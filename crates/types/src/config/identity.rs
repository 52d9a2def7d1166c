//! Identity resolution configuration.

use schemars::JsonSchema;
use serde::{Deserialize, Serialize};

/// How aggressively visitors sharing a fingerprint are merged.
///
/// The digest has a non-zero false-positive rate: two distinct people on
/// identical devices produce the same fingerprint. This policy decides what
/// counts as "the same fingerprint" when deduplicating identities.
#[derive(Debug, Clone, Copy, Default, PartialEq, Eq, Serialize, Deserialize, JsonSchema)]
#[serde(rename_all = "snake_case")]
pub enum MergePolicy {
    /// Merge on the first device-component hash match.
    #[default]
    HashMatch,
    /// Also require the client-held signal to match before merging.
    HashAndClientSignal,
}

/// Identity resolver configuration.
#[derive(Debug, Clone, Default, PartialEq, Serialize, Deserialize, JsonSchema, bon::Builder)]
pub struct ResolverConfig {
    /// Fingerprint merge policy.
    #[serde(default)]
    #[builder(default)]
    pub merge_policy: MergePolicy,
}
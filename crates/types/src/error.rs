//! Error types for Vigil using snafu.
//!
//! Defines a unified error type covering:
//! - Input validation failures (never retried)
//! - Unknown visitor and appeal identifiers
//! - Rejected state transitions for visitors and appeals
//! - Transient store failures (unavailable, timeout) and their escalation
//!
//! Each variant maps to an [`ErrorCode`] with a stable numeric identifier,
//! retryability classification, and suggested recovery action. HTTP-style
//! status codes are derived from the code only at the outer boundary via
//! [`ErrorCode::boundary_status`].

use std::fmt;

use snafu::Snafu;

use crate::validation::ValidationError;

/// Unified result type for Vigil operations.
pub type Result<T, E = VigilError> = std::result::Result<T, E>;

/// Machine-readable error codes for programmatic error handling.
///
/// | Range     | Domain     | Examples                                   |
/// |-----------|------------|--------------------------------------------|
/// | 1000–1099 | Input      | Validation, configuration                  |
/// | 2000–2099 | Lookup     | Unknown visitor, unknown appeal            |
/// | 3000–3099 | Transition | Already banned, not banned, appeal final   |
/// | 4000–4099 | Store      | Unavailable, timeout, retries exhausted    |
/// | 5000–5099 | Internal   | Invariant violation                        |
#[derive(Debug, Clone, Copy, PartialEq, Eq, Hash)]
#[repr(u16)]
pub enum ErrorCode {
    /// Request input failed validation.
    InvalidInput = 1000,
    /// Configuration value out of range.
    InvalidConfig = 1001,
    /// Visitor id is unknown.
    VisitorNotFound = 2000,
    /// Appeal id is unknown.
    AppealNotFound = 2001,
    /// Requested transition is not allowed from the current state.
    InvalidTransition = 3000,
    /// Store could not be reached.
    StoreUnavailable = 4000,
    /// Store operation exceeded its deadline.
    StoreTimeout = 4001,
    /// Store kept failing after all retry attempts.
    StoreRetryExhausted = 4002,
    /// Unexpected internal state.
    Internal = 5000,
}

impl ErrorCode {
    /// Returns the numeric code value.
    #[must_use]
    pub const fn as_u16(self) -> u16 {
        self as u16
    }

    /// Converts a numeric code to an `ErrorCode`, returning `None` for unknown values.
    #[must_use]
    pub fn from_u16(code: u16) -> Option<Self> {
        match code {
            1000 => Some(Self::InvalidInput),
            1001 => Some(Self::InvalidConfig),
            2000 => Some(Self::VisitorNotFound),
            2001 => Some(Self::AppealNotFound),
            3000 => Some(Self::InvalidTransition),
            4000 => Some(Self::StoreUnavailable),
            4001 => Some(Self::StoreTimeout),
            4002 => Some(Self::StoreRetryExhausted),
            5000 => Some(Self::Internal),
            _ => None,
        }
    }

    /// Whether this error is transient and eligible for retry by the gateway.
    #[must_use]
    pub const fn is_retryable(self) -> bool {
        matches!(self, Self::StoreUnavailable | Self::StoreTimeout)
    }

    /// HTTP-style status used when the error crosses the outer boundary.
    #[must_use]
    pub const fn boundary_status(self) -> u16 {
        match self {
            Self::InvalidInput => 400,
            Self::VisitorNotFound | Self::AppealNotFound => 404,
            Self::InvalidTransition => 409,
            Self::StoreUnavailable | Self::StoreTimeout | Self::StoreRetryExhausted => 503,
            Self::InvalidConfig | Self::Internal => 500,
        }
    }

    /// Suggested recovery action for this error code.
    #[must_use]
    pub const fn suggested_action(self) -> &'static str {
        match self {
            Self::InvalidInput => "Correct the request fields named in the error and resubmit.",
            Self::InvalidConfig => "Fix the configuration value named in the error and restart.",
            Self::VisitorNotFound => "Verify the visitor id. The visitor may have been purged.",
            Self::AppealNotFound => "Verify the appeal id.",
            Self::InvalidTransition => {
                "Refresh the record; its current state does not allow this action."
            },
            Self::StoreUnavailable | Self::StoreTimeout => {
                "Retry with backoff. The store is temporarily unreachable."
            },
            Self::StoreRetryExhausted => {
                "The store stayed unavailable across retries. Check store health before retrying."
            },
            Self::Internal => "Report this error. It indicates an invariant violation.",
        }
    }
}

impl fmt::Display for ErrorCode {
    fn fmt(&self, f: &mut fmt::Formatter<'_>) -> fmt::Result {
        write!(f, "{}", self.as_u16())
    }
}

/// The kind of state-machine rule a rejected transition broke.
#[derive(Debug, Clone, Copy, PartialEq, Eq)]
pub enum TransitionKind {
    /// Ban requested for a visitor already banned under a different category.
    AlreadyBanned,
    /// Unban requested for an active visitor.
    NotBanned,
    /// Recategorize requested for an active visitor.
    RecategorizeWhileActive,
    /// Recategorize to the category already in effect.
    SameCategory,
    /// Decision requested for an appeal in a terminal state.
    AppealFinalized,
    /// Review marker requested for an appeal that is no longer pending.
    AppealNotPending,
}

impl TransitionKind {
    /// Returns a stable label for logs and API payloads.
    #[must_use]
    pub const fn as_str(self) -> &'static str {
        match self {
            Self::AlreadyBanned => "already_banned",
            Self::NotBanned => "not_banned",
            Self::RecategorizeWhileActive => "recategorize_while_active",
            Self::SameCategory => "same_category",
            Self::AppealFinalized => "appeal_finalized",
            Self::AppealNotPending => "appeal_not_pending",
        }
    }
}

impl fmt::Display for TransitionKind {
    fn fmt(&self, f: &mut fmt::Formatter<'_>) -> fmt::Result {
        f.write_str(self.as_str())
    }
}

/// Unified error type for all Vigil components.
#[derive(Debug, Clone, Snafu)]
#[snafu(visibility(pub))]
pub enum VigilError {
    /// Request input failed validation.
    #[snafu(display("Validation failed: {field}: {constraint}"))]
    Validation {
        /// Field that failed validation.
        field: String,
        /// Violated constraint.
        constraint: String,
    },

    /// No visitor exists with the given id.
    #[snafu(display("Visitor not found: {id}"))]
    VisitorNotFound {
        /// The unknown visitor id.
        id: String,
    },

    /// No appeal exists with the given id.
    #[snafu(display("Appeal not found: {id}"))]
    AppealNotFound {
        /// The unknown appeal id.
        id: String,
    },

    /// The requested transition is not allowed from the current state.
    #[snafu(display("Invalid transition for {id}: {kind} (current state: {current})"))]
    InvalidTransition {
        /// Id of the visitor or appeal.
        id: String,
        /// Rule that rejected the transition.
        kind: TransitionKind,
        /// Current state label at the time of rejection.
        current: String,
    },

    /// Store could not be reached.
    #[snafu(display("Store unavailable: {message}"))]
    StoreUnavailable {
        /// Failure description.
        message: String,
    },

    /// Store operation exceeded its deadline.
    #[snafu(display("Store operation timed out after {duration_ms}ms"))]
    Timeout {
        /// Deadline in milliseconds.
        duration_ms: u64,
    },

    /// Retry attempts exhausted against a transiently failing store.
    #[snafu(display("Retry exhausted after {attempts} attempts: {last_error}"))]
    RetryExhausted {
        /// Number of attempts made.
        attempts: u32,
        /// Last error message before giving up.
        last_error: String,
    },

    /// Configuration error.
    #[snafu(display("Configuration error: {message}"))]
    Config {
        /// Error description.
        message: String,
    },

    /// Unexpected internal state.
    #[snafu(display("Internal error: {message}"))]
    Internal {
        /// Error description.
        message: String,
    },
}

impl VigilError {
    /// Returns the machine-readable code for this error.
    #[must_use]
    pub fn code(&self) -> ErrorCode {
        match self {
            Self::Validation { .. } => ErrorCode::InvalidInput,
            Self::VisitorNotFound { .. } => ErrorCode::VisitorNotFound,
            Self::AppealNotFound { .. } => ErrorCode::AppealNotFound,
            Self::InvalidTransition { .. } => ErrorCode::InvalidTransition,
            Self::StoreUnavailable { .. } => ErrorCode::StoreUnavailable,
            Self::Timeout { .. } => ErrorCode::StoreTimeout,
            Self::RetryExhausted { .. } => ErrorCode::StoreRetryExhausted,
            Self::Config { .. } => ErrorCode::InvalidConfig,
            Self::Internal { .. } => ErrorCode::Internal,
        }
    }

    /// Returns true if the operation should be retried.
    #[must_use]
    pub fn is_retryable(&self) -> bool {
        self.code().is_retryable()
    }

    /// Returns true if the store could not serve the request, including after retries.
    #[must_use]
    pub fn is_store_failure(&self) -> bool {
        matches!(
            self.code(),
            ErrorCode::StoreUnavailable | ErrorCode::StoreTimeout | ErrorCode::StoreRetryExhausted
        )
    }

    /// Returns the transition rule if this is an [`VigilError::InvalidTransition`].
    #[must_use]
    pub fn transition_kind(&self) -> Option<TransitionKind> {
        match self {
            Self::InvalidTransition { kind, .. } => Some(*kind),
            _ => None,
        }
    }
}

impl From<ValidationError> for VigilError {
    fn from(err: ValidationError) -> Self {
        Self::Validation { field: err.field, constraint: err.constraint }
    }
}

++++++

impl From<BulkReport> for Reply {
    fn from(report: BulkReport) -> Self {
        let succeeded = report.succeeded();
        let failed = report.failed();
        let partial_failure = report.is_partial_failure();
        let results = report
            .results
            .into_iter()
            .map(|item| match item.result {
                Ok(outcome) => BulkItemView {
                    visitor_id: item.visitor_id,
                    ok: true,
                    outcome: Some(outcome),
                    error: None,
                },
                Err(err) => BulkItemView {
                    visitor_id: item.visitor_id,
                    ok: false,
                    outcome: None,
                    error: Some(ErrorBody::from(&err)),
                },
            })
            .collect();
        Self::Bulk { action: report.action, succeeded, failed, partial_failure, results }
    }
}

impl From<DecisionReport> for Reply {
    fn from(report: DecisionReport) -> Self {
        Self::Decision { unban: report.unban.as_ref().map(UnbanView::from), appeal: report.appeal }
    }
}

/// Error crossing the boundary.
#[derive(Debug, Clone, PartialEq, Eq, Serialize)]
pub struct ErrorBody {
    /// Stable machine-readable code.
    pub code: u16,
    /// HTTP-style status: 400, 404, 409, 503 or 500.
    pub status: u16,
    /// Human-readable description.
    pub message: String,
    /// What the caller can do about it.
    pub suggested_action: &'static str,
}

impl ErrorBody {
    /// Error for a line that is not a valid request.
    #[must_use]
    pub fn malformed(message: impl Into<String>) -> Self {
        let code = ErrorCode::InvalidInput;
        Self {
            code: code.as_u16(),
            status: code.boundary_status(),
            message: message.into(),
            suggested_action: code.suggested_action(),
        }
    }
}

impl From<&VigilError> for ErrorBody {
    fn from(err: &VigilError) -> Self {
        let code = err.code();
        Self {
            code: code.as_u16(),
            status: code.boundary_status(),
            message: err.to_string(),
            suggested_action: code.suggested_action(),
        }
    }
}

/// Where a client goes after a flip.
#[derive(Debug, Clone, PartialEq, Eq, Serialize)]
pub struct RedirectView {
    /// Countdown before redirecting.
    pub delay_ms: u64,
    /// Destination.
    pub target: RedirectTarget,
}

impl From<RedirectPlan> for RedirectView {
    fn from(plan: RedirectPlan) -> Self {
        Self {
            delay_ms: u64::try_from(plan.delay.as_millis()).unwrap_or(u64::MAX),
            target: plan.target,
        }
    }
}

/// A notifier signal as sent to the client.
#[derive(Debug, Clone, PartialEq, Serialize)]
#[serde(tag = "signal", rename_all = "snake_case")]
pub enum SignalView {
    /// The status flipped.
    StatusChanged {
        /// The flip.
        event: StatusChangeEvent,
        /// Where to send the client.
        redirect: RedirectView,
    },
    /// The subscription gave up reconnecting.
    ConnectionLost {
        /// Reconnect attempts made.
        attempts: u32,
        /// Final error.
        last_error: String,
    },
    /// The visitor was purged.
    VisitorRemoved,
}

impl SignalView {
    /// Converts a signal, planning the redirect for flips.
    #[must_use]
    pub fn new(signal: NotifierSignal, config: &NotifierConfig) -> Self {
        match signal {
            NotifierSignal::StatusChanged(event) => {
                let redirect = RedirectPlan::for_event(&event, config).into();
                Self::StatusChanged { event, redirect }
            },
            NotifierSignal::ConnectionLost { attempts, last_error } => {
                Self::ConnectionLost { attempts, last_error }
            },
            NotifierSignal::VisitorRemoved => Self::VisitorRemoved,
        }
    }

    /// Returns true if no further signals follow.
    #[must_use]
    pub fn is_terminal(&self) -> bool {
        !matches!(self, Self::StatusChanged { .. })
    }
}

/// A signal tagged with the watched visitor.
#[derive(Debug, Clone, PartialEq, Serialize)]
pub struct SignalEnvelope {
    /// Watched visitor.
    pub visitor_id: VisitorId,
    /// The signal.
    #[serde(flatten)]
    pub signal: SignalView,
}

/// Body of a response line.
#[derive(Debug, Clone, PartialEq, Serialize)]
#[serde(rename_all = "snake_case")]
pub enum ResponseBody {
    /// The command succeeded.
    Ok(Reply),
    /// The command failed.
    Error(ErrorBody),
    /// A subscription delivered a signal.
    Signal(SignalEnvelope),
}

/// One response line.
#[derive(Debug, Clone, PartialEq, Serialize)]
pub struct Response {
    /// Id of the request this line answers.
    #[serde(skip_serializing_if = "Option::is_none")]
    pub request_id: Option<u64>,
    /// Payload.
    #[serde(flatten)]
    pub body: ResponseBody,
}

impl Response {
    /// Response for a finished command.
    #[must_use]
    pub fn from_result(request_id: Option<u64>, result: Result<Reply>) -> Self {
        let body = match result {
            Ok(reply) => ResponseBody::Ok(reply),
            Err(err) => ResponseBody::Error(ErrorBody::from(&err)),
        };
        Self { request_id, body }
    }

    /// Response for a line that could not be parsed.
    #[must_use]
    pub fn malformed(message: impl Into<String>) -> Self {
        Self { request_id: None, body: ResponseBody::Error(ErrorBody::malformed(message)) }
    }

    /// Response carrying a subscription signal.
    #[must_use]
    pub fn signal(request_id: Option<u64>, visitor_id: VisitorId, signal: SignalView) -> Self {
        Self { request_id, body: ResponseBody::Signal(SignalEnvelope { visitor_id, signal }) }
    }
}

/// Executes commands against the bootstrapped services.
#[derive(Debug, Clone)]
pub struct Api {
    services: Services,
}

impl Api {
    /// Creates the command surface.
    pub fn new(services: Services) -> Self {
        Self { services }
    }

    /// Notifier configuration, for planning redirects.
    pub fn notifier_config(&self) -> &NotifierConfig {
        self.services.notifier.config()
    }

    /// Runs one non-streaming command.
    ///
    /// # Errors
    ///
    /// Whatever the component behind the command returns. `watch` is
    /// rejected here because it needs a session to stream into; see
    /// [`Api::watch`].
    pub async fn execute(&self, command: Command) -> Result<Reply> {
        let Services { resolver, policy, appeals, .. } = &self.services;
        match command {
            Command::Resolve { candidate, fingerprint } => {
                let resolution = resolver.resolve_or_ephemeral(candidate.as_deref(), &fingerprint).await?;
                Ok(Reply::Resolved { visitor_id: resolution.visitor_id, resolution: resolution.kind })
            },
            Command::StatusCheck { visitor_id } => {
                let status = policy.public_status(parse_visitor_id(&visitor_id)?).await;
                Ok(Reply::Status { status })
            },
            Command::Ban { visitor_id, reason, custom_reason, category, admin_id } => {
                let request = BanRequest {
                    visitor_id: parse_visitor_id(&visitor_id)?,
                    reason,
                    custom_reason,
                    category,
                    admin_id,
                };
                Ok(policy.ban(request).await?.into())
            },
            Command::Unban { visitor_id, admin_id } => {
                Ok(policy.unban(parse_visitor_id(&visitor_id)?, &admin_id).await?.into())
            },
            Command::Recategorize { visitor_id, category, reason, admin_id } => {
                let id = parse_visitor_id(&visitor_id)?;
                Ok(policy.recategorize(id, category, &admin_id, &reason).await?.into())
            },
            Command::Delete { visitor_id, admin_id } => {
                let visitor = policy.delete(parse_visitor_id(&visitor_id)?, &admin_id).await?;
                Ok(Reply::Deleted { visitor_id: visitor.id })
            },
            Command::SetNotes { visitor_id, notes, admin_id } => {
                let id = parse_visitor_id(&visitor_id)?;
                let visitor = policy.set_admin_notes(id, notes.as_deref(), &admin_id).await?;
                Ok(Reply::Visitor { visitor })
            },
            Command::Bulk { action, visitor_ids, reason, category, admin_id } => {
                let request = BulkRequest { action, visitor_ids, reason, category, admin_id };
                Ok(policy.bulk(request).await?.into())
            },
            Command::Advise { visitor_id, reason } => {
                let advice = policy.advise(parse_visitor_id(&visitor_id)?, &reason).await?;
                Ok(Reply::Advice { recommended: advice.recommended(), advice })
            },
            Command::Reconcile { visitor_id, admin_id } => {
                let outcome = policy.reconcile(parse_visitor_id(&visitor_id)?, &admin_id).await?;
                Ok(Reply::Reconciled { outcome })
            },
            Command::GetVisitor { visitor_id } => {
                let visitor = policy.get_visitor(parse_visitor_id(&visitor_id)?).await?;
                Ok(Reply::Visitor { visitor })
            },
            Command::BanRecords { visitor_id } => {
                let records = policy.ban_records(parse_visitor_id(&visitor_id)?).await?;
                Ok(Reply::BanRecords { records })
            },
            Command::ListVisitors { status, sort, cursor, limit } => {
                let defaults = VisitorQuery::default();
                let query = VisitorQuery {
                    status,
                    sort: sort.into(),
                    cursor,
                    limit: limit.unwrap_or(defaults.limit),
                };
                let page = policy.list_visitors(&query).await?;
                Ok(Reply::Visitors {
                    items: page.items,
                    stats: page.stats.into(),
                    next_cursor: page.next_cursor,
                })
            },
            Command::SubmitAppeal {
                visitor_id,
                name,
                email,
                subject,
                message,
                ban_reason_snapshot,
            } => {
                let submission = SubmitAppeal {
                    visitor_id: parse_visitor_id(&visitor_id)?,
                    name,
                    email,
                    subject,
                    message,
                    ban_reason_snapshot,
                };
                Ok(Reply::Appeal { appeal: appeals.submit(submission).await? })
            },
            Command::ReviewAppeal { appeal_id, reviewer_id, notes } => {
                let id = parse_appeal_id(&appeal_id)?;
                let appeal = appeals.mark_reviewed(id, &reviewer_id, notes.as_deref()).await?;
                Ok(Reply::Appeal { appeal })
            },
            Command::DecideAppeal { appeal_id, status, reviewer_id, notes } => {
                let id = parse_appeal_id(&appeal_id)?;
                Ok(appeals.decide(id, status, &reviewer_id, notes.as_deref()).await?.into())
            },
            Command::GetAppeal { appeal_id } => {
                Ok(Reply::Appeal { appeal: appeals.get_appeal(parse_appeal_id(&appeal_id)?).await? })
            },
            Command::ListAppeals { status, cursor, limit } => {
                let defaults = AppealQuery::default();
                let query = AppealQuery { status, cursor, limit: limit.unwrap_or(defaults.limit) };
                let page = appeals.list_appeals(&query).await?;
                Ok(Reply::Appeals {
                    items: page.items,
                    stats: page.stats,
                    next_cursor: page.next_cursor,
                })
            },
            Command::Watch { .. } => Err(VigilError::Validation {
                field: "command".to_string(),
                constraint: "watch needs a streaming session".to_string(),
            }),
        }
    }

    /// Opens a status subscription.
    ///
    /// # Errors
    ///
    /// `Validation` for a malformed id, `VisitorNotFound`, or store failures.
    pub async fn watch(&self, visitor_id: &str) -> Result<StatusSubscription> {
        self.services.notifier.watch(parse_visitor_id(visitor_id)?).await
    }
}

++++++

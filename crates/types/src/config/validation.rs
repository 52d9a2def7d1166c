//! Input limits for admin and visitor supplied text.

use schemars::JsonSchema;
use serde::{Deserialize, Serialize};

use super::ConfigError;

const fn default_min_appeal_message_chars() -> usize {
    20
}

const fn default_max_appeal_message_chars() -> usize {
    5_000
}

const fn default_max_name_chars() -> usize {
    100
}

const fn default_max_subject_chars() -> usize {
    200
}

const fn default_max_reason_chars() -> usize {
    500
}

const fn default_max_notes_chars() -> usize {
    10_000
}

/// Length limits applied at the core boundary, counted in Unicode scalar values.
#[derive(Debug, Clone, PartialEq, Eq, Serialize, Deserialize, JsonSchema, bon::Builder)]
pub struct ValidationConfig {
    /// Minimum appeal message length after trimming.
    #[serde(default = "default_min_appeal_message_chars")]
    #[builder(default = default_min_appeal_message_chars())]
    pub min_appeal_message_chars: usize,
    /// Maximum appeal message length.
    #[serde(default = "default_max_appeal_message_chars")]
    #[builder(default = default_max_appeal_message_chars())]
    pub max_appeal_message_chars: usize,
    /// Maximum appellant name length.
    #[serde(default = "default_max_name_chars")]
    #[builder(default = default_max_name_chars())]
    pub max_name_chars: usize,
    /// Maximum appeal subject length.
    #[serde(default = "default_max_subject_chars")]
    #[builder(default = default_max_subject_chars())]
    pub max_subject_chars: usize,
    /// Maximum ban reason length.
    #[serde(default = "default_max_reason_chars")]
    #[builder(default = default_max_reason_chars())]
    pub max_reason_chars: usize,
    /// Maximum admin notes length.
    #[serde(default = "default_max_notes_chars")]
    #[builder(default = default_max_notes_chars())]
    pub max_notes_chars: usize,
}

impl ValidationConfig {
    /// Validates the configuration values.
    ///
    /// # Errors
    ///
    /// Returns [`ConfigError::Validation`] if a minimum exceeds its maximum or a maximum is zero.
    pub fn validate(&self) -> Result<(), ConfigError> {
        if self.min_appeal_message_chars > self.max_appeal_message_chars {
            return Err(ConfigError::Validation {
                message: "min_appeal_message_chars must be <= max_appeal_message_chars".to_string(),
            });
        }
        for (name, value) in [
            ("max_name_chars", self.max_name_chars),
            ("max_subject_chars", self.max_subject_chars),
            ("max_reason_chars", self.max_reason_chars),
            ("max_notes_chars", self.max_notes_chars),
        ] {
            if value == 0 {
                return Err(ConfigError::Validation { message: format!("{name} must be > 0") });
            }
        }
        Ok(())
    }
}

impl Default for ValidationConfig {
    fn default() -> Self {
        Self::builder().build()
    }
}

++++++

◆ AIM OF THE TASK ◆
Which lines in the listing above hold the word "NotBanned"? Show each of them.

◆ FINAL ANSWER ◆
    NotBanned,
            Self::NotBanned => "not_banned",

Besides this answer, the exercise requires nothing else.